By: Ryan Kelly
If you want to stand out from the pack, then you should avoid the common cliches of pre-med writers.
They’re not necessarily bad ideas; in fact, most cliches make perfect sense. Of course you want to help people. Of course your time in the hospital inspired you. It’s precisely because they make perfect sense that they’re cliche: most pre-meds express the same exact thing. Over time, these sentiments have lost their power through overuse.
What are the most common cliches, then? We’ve identified the five we see most often.
I’ve always wanted to be a doctor.
Not only is this sentence overused; it’s irrelevant. It doesn’t matter why you wanted to be a doctor when you were eight; what matters is why you want to be a doctor now.
The feeling is quite normal for pre-meds: to a certain extent, we’re all products of our environment. But since so many pre-meds say this in their essays, you’re going to need to find a different way to express why you want to become a physician, one that focuses on your current reasons for wanting to do so.
One day I hope to emulate Dr. Such-and-Such in my future career.
It’s awesome that you enjoyed your shadowing experience and bonded with the doctor, but it sounds a little naive as a basis for your future plans. Yes, you need mentors who will impart wisdom, but you shouldn’t position yourself as a “monkey see, monkey do” type of follower. If that’s the only reason for your choice of specialty, then aren’t you going to change your mind during every rotation in medical school?
Medicine has a high degree of variability, with a wide range of specialties and patient cases. Plus, the field is constantly changing, so the approach and treatments that you utilize in the future might not parallel what you’ve observed.
It's okay to say that you admired a certain quality in Dr. Such-and-Such, as long as you relate it to a quality you yourself have shown.
I am pursuing medicine because I want a career dedicated to helping others.
This sentiment is shared by 99% of pre-meds, and let’s be honest, if you’re not pursuing medicine for altruistic reasons, you might want to rethink your motivations.
But this sentence is far too reductive to be convincing. There are countless careers that allow you to help people (teaching, social work, other healthcare professions, etc). If helping others is the only prerequisite for your career, then you don’t need to spend a decade training to become a physician.
A good strategy for distinguishing medicine from these other careers is to “confirm by contrast.” Without disparaging teachers or social workers, you can draw a comparison to doctors and explain what medicine offers that these other careers are missing. You can even propose medicine as the ideal combination of multiple roles you hope to fulfill (prescribing medicine, making diagnoses, leading a healthcare team, etc).
I want to pursue medicine because doctors helped my mother / father / brother / sister / etc.
Watching loved ones suffer is heartbreaking, and the joy you feel when they recover is indescribable. Doctors play a crucial role in the healing process, and they help to remove the burden of illness. It’s only natural for you to admire them and draw inspiration from their efforts.

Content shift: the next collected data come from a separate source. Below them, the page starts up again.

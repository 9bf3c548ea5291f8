//! End-to-end exercise of the build -> merge -> search pipeline: index a
//! small synthetic corpus through `IndexerRunner`, merge every shard, then
//! query it through `SearchEngine` and check the results match what was
//! indexed.

use std::sync::Arc;

use shardfts_core::indexer::{CanonicalUrl, ColumnSpec, IndexerRunner, PriorScorer, RecordFactory, RowOutcome, TextExtractor, UrlCanonicalizer};
use shardfts_core::{hash, DomainMap, EngineConfig, PageRecord, PartitionPlanner, SearchEngine, ShardedIndexBuilder};

struct TestCanonicalizer;
impl UrlCanonicalizer for TestCanonicalizer {
    fn canonicalize(&self, url: &str) -> Option<CanonicalUrl> {
        let host = url.split('/').nth(2)?.to_string();
        Some(CanonicalUrl {
            host_hash: hash::host_hash(&host),
            domain_hash: hash::host_hash(&host),
            url_hash: hash::url_hash(url),
            host,
        })
    }
}

struct WhitespaceExtractor;
impl TextExtractor for WhitespaceExtractor {
    fn get_full_text_words(&self, text: &str) -> Vec<String> {
        text.split_whitespace().map(|s| s.to_string()).collect()
    }
    fn get_expanded_full_text_words(&self, text: &str) -> Vec<String> {
        self.get_full_text_words(text)
    }
}

struct FixedScorer(f32);
impl PriorScorer for FixedScorer {
    fn harmonic(&self, _url: &str) -> f32 {
        self.0
    }
}

struct PageFactory;
impl RecordFactory<PageRecord> for PageFactory {
    fn make(&self, value: u64, score: f32, _host_hash: u64) -> PageRecord {
        PageRecord::new(value, score)
    }
}

fn build_index(dir: &std::path::Path, config: Arc<EngineConfig>, rows: &[(&str, f32)]) -> Arc<DomainMap> {
    let index = Arc::new(ShardedIndexBuilder::<PageRecord>::open(dir, "pages", &config));
    let domain_map = Arc::new(DomainMap::new(dir.join("pages.map")));
    domain_map.read().unwrap();
    let planner = PartitionPlanner::new(1, 1);

    for &(row, harmonic) in rows {
        let runner = IndexerRunner::new(
            config.clone(),
            index.clone(),
            domain_map.clone(),
            Arc::new(TestCanonicalizer),
            Arc::new(WhitespaceExtractor),
            Arc::new(FixedScorer(harmonic)),
            Arc::new(PageFactory),
            vec![ColumnSpec { column: 1, base_score: 1.0 }],
        );
        let outcome = runner.index_row(row, &planner, 0, 0);
        assert!(matches!(outcome, RowOutcome::Indexed), "row should be indexed: {row}");
    }

    index.flush_cache().unwrap();
    index.merge_all().unwrap();
    domain_map.write().unwrap();
    domain_map
}

#[test]
fn single_url_query_returns_one_result() {
    let dir = tempfile::tempdir().unwrap();
    let config = Arc::new(EngineConfig::for_tests());
    let domain_map = build_index(
        dir.path(),
        config.clone(),
        &[("http://url1.com/test\ttest page about rust search", 2.0)],
    );

    let engine = SearchEngine::open(dir.path(), "pages", None, None, config, domain_map).unwrap();
    let (results, metric) = engine.search("rust", 10);
    assert_eq!(results.len(), 1);
    assert_eq!(results[0].value, hash::url_hash("http://url1.com/test"));
    assert_eq!(metric.total_found, 1);
}

#[test]
fn reindexing_with_higher_harmonic_updates_score_not_count() {
    let dir = tempfile::tempdir().unwrap();
    let config = Arc::new(EngineConfig::for_tests());

    let domain_map = build_index(dir.path(), config.clone(), &[("http://example.com/\tsearch engine", 1.0)]);
    let engine = SearchEngine::open(dir.path(), "pages", None, None, config.clone(), domain_map).unwrap();
    let (first, _) = engine.search("search", 10);
    assert_eq!(first.len(), 1);
    let first_score = first[0].score;

    // Re-run the same row through a fresh indexer pointed at the same
    // shard files, with a higher harmonic prior.
    let domain_map2 = build_index(dir.path(), config.clone(), &[("http://example.com/\tsearch engine", 9.0)]);
    let engine2 = SearchEngine::open(dir.path(), "pages", None, None, config, domain_map2).unwrap();
    let (second, _) = engine2.search("search", 10);

    assert_eq!(second.len(), 1, "re-indexing the same URL must not create a second posting");
    assert!(second[0].score > first_score, "higher harmonic should raise the score");
}

#[test]
fn host_dedup_cap_limits_results_per_host() {
    let dir = tempfile::tempdir().unwrap();
    let mut cfg = EngineConfig::for_tests();
    cfg.host_dedup_cap = 1;
    let config = Arc::new(cfg);

    let domain_map = build_index(
        dir.path(),
        config.clone(),
        &[
            ("http://shared-host.example/a\tindex query term", 5.0),
            ("http://shared-host.example/b\tindex query term", 1.0),
        ],
    );

    let engine = SearchEngine::open(dir.path(), "pages", None, None, config, domain_map).unwrap();
    let (results, _) = engine.search("index", 10);
    assert_eq!(results.len(), 1, "default cap keeps only the higher-scored page per host");
    assert_eq!(results[0].value, hash::url_hash("http://shared-host.example/a"));
}

#[test]
fn multi_term_query_intersects_across_documents() {
    let dir = tempfile::tempdir().unwrap();
    let config = Arc::new(EngineConfig::for_tests());

    let domain_map = build_index(
        dir.path(),
        config.clone(),
        &[
            ("http://a.example/\trust search engine", 1.0),
            ("http://b.example/\trust programming language", 1.0),
        ],
    );

    let engine = SearchEngine::open(dir.path(), "pages", None, None, config, domain_map).unwrap();
    let (results, metric) = engine.search("rust search", 10);

    assert_eq!(results.len(), 1);
    assert_eq!(results[0].value, hash::url_hash("http://a.example/"));
    assert_eq!(metric.total_found, 1);
}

Despite the power of these moments, they come off as cliche in personal statements. The emotional appeal will likely be lost on the admissions committees, who have read these narratives too many times to feel deeply moved.
It’s easy to feel committed when the sick person makes a dramatic recovery, but medicine often isn’t so cut-and-dry. Complications arise. Patients get worse. Doctors make mistakes.
You need to show admissions committees that you see the field objectively, that you want to be a doctor for all of the moments, not just the dramatic recoveries.
I have always been fascinated by science, especially biology.
This is a bit like the “helping others” sentence. It’s a starting point, but it’s just not good enough for a “Why Medicine” reason. Someone who loves science could become a researcher, an engineer, a teacher, etc. A natural love for science does not equate to competency as a doctor, and it can only partially account for your medical aspirations.
In fact, you need to be careful not to present yourself as a science geek who spends all his or her time researching in the lab or studying textbooks. A good doctor is personable and relatable for patients, so you need to show your well-rounded skillset, which balances intellect with interpersonal skills.
A more acceptable way to convey your love for science is to make it work in conjunction with real-life experiences: “Although I loved learning biology in the classroom, I was even more excited to see its application during my hospital volunteering.”